Problem statement => Check every line of the data below for the word "round". Copy the ones that have it.

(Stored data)
⟨

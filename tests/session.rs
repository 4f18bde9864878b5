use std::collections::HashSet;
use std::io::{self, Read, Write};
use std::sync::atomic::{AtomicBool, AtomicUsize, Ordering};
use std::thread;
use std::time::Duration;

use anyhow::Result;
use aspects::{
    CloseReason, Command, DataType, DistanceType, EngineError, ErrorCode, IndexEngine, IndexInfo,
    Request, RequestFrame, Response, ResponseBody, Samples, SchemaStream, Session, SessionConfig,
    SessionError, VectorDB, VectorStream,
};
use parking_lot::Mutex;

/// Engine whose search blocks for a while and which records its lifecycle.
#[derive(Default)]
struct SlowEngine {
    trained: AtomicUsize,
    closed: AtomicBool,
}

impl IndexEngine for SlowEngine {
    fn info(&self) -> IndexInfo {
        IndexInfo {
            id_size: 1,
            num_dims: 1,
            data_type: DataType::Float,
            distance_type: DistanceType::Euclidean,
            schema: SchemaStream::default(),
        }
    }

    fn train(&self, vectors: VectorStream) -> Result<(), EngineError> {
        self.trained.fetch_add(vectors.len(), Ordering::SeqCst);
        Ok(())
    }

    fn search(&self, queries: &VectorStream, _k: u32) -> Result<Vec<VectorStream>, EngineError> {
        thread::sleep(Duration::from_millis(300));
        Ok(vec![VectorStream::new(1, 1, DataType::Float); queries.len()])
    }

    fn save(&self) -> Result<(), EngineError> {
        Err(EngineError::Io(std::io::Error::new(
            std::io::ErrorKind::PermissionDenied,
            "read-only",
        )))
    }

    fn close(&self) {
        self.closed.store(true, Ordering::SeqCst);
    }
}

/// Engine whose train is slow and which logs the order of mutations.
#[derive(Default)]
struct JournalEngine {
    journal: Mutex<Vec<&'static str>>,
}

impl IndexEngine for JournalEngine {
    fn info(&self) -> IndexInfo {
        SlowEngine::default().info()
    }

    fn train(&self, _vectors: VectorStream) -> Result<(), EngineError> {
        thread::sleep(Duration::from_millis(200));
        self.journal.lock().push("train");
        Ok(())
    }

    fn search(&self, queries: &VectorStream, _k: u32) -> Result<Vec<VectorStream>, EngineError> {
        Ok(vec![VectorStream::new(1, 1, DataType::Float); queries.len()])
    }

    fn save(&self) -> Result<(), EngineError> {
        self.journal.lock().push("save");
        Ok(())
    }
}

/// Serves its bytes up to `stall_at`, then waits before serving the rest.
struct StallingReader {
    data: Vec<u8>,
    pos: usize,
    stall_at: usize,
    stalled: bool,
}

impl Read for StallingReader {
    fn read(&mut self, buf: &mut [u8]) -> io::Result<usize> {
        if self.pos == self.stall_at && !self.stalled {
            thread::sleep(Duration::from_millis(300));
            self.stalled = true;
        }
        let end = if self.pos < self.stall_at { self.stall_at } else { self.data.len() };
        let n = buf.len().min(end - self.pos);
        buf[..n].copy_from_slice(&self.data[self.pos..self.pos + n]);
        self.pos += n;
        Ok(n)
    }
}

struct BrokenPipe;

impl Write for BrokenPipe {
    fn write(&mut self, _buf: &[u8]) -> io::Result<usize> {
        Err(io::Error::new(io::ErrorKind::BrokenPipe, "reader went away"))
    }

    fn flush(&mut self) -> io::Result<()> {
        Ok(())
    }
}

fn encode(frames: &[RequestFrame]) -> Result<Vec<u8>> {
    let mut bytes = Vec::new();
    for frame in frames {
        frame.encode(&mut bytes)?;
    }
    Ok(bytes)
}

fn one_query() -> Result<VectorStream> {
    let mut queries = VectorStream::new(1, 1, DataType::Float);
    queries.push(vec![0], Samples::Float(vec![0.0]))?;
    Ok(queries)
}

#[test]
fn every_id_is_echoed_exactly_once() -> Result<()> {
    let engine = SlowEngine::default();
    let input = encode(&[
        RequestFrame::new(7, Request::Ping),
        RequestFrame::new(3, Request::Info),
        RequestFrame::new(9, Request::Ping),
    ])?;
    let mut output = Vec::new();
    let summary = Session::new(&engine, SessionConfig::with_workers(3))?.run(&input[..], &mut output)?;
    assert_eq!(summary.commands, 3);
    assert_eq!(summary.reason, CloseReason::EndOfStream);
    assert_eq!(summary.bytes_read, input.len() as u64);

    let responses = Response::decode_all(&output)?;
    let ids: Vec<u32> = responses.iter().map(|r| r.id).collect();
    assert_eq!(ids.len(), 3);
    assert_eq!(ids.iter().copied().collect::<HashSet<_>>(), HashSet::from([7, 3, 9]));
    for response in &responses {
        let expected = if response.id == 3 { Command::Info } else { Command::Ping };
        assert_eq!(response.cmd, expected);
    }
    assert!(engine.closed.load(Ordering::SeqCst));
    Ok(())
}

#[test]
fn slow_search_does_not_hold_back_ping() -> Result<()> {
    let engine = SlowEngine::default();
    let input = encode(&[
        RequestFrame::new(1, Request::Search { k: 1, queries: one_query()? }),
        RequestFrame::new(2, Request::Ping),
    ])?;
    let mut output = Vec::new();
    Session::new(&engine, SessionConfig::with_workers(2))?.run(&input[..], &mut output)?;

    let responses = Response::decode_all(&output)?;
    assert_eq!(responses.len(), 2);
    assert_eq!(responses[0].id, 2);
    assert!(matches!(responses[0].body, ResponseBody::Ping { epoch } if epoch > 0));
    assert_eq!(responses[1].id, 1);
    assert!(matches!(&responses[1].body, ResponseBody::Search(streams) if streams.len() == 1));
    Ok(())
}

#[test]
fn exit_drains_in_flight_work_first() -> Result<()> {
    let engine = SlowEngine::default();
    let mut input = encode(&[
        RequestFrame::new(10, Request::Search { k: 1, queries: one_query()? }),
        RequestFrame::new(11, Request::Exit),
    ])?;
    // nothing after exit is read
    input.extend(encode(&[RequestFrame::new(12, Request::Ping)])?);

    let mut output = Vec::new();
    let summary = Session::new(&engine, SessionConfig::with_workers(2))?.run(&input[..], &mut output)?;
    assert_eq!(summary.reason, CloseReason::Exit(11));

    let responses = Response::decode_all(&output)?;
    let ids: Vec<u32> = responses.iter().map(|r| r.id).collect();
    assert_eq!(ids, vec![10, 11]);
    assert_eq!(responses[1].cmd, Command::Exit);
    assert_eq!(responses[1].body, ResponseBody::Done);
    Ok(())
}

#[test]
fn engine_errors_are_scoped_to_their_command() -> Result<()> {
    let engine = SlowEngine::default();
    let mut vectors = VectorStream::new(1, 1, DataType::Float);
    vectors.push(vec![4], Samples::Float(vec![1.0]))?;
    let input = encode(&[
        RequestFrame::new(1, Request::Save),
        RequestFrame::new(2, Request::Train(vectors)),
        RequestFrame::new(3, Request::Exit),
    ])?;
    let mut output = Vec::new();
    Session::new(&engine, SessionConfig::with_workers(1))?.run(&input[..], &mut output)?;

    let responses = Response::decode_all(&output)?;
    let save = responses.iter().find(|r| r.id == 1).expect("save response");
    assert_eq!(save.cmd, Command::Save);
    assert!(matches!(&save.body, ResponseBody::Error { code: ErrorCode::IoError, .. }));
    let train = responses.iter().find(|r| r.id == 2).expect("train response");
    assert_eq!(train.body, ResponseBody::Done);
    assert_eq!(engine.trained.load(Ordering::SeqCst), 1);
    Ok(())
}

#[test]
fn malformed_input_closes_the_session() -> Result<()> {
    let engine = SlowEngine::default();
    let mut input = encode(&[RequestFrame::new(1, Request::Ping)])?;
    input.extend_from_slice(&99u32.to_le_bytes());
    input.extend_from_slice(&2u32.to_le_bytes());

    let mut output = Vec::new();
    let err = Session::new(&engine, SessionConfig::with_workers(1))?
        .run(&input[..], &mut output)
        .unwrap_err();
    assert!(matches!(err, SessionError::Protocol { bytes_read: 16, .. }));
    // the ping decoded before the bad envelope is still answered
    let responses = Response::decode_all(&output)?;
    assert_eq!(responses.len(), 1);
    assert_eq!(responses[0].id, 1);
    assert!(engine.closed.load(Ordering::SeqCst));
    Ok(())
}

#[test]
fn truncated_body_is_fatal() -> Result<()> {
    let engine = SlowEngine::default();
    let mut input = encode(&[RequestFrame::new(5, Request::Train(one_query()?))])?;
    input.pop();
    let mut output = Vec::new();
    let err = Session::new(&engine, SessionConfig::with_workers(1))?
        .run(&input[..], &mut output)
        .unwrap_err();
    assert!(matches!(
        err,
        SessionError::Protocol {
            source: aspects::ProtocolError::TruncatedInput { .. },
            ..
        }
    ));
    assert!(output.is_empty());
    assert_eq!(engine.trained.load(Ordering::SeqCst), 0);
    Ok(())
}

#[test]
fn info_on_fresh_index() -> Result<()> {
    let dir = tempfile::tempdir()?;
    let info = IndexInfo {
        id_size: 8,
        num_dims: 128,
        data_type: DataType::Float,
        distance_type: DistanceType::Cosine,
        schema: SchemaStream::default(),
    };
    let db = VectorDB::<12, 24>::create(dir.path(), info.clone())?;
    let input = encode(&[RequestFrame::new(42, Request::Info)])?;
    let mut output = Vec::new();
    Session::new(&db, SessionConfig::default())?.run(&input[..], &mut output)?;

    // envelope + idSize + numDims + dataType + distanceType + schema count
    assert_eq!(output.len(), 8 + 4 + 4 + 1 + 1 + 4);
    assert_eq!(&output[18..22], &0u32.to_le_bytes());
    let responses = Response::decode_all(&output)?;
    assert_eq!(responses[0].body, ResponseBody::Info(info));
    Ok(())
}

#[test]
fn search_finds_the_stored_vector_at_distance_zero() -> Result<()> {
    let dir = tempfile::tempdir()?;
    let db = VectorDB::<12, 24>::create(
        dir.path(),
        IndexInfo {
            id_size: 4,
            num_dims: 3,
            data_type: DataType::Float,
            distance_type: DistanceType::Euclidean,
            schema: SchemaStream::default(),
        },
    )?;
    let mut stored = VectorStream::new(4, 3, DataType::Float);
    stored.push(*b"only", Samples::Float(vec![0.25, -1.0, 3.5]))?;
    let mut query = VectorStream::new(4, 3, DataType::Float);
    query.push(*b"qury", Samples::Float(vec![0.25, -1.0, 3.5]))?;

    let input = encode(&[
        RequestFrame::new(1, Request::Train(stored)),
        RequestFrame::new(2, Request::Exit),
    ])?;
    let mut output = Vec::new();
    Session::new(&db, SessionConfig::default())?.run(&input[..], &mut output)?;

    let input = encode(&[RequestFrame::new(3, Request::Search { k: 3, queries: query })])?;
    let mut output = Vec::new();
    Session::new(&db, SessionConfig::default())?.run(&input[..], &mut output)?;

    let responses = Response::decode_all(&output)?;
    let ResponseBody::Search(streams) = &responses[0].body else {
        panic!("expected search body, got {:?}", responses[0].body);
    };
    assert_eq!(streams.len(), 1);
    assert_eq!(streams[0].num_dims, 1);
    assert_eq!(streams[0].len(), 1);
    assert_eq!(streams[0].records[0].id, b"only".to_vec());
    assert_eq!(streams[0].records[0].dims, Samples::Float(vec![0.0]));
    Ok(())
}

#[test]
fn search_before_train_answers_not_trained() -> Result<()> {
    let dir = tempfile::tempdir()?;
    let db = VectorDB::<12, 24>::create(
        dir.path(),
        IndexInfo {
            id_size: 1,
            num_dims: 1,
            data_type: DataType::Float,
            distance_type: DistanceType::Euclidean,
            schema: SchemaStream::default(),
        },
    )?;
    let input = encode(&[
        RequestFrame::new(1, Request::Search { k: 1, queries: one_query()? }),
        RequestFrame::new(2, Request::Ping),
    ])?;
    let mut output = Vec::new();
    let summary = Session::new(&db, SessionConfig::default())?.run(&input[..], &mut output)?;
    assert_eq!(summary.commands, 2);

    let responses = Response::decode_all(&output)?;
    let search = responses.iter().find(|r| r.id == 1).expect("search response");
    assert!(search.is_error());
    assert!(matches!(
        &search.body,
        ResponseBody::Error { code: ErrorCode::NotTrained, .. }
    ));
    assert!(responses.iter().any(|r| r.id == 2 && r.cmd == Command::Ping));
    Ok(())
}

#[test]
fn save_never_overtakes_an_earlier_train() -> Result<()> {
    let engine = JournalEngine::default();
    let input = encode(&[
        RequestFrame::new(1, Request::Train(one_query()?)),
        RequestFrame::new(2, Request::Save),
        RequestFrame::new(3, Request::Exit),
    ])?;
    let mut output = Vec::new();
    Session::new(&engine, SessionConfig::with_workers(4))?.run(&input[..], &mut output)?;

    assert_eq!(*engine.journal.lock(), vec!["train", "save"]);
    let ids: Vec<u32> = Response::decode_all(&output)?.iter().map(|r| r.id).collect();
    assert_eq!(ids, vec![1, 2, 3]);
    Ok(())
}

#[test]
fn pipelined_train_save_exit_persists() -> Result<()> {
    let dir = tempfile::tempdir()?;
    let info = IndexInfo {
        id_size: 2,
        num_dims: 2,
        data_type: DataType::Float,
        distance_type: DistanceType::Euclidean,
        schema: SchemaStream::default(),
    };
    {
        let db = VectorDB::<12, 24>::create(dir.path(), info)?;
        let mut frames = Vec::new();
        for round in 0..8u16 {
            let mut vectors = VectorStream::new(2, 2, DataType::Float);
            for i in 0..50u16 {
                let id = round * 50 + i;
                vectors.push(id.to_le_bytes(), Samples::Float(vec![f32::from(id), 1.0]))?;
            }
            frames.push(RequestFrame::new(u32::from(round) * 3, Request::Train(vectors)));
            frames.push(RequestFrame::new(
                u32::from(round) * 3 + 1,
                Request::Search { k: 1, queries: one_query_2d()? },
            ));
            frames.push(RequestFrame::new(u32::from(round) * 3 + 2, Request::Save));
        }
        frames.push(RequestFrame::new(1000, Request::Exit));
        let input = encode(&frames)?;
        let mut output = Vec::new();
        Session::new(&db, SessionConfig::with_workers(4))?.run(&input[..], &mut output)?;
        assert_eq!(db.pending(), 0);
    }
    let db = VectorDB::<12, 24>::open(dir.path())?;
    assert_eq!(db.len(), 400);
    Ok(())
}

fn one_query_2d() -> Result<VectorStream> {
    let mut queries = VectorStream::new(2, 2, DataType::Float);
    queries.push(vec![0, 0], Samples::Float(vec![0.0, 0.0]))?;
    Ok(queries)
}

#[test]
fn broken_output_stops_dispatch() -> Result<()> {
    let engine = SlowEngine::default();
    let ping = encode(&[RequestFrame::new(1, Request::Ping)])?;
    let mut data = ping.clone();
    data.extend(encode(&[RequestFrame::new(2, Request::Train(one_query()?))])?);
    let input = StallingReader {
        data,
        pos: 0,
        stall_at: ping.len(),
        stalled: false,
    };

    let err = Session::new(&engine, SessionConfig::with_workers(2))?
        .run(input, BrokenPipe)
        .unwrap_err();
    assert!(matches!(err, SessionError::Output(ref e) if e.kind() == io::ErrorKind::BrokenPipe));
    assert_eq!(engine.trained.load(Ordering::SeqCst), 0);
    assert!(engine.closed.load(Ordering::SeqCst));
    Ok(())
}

⟩

Answer to this exercise =>
        for round in 0..8u16 {
                let id = round * 50 + i;
            frames.push(RequestFrame::new(u32::from(round) * 3, Request::Train(vectors)));
                u32::from(round) * 3 + 1,
            frames.push(RequestFrame::new(u32::from(round) * 3 + 2, Request::Save));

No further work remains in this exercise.